A review by cats22
Critical by Robin Cook

2.0

This was my first book by Robin Cook and I guess I shouldn't have started with this one, since I can see it didn't get very good reviews.

The main problems I had with this book: I guess the gangsters annoyed me the most. I'm not sure what they were doing in a medical thriller in the first place. It seems a huge part of the middle of the book was taken up by these incompetent, 2-bit, hack small-time gangsters with the cheesiest dialogue ever.

They even used phrases like, "The bird has flown," and "The fish have been fed." Ye Gods. Yeah, the local mafioso's name is Vinny. What else?

Anyway, these guys just sit around a lot spying on each other, and you just know that eventually they'll get in each others' way, thus helping out the protag in some way, but for the longest time they're sitting in cars getting on each others nerves and whacking each other up the side of the head like the Three Stooges. "Why I oughta...." "Nyuck, nyuck..."
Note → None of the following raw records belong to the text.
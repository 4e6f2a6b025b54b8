//! Sitemap-Crawler: a polite single-site crawler that emits sitemaps
//!
//! This crate crawls one website breadth-first, respecting robots.txt, a global
//! request rate and a concurrency cap, and turns the pages it found into
//! sitemap protocol 0.9 files (plus an index, gzip copies and an HTML listing).

pub mod config;
pub mod crawler;
pub mod output;
pub mod robots;
pub mod state;
pub mod url;

use thiserror::Error;

/// Main error type for Sitemap-Crawler operations
#[derive(Debug, Error)]
pub enum SitemapError {
    #[error("Configuration error: {0}")]
    Config(#[from] ConfigError),

    #[error("URL error: {0}")]
    UrlError(#[from] UrlError),

    #[error("URL parse error: {0}")]
    UrlParse(#[from] ::url::ParseError),

    #[error("HTTP client error: {0}")]
    Reqwest(#[from] reqwest::Error),

    #[error("Output error: {0}")]
    Output(#[from] output::OutputError),

    #[error("Crawl worker failed: {0}")]
    Worker(#[from] tokio::task::JoinError),

    #[error("IO error: {0}")]
    Io(#[from] std::io::Error),
}

/// Configuration-specific errors
#[derive(Debug, Error)]
pub enum ConfigError {
    #[error("Failed to read config file: {0}")]
    Io(#[from] std::io::Error),

    #[error("Failed to parse TOML: {0}")]
    Parse(#[from] toml::de::Error),

    #[error("Validation error: {0}")]
    Validation(String),
}

/// URL-specific errors
#[derive(Debug, Error)]
pub enum UrlError {
    #[error("Failed to parse URL: {0}")]
    Parse(String),

    #[error("Invalid URL scheme: {0}")]
    InvalidScheme(String),

    #[error("Missing domain in URL")]
    MissingDomain,
}

/// Result type alias for Sitemap-Crawler operations
pub type Result<T> = std::result::Result<T, SitemapError>;

/// Result type alias for configuration operations
pub type ConfigResult<T> = std::result::Result<T, ConfigError>;

/// Result type alias for URL operations
pub type UrlResult<T> = std::result::Result<T, UrlError>;

// Re-export commonly used types
pub use config::Config;
pub use crawler::{crawl, CrawlReport};
pub use output::{write_sitemaps, SitemapEntry, SitemapFile, SitemapIndex};
pub use state::UrlStatus;
pub use url::{validate_seed_url, CanonicalUrl, Canonicalizer, Rejection};
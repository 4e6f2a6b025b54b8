use std::time::{Duration, Instant};

/// Tracks the request timing of a single host
///
/// Used to keep consecutive requests to one host at least `min_delay` apart
/// when robots.txt declares a crawl-delay.
#[derive(Debug, Clone, Default)]
pub struct DomainState {
    /// Number of requests started against this host
    pub request_count: u32,

    /// Timestamp of the last request to this host
    pub last_request_time: Option<Instant>,
}

impl DomainState {
    pub fn new() -> Self {
        Self::default()
    }

    /// Records that a request was made to this host
    pub fn record_request(&mut self, now: Instant) {
        self.request_count += 1;
        self.last_request_time = Some(now);
    }

    /// Calculates the time until the next request can be made
    ///
    /// Returns None if a request can be made now, or the duration to wait otherwise.
    pub fn time_until_next_request(&self, min_delay: Duration, now: Instant) -> Option<Duration> {
        let last = self.last_request_time?;
        let elapsed = now.saturating_duration_since(last);
        if elapsed < min_delay {
            Some(min_delay - elapsed)
        } else {
            None
        }
    }

    /// Reserves the next request slot and returns how long to wait before using it
    ///
    /// The slot is recorded immediately, so a second caller reserving right
    /// after gets a slot `min_delay` later instead of the same one.
    pub fn reserve(&mut self, min_delay: Duration, now: Instant) -> Duration {
        let wait = self.time_until_next_request(min_delay, now).unwrap_or_default();
        self.record_request(now + wait);
        wait
    }
}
Other plot points are just a little too much of a stretch for me. Don't want to give anything important away, here, but does anyone believe that one completely unsuspecting person can just happen to accidentally keep avoiding TWO dedicated, trained hit men for a couple of days? Maybe Mr. Bean.

I also don't believe that if a couple of dozen people have contracted an incurable, super-charged flesh-eating virus after surgery, Jack would still insist on going through with HIS surgery. The surgery time and date are obviously an artificial deadline for Laurie to find out what causes the bacteria. It also gets very annoying with Laurie going "Please don't have the surgery...." and Jack going "You're not going to talk me out of it!" THROUGHOUT THE ENTIRE NOVEL.

I also thought the "message" was not only annoying but an economic impossibility. Cook seems to think that hospitals shouldn't make any money. They should help everybody regardless of the ability to pay. That means taxpayers picking up the bill, which means eventually bankrupting Medicare and Medicaid, which equals really big UH-OH. If business and medicine really can't co-exist in any way, we're screwed. My guess is that business and medicine aren't really completely incompatible.

Anyway, this could have been written much better.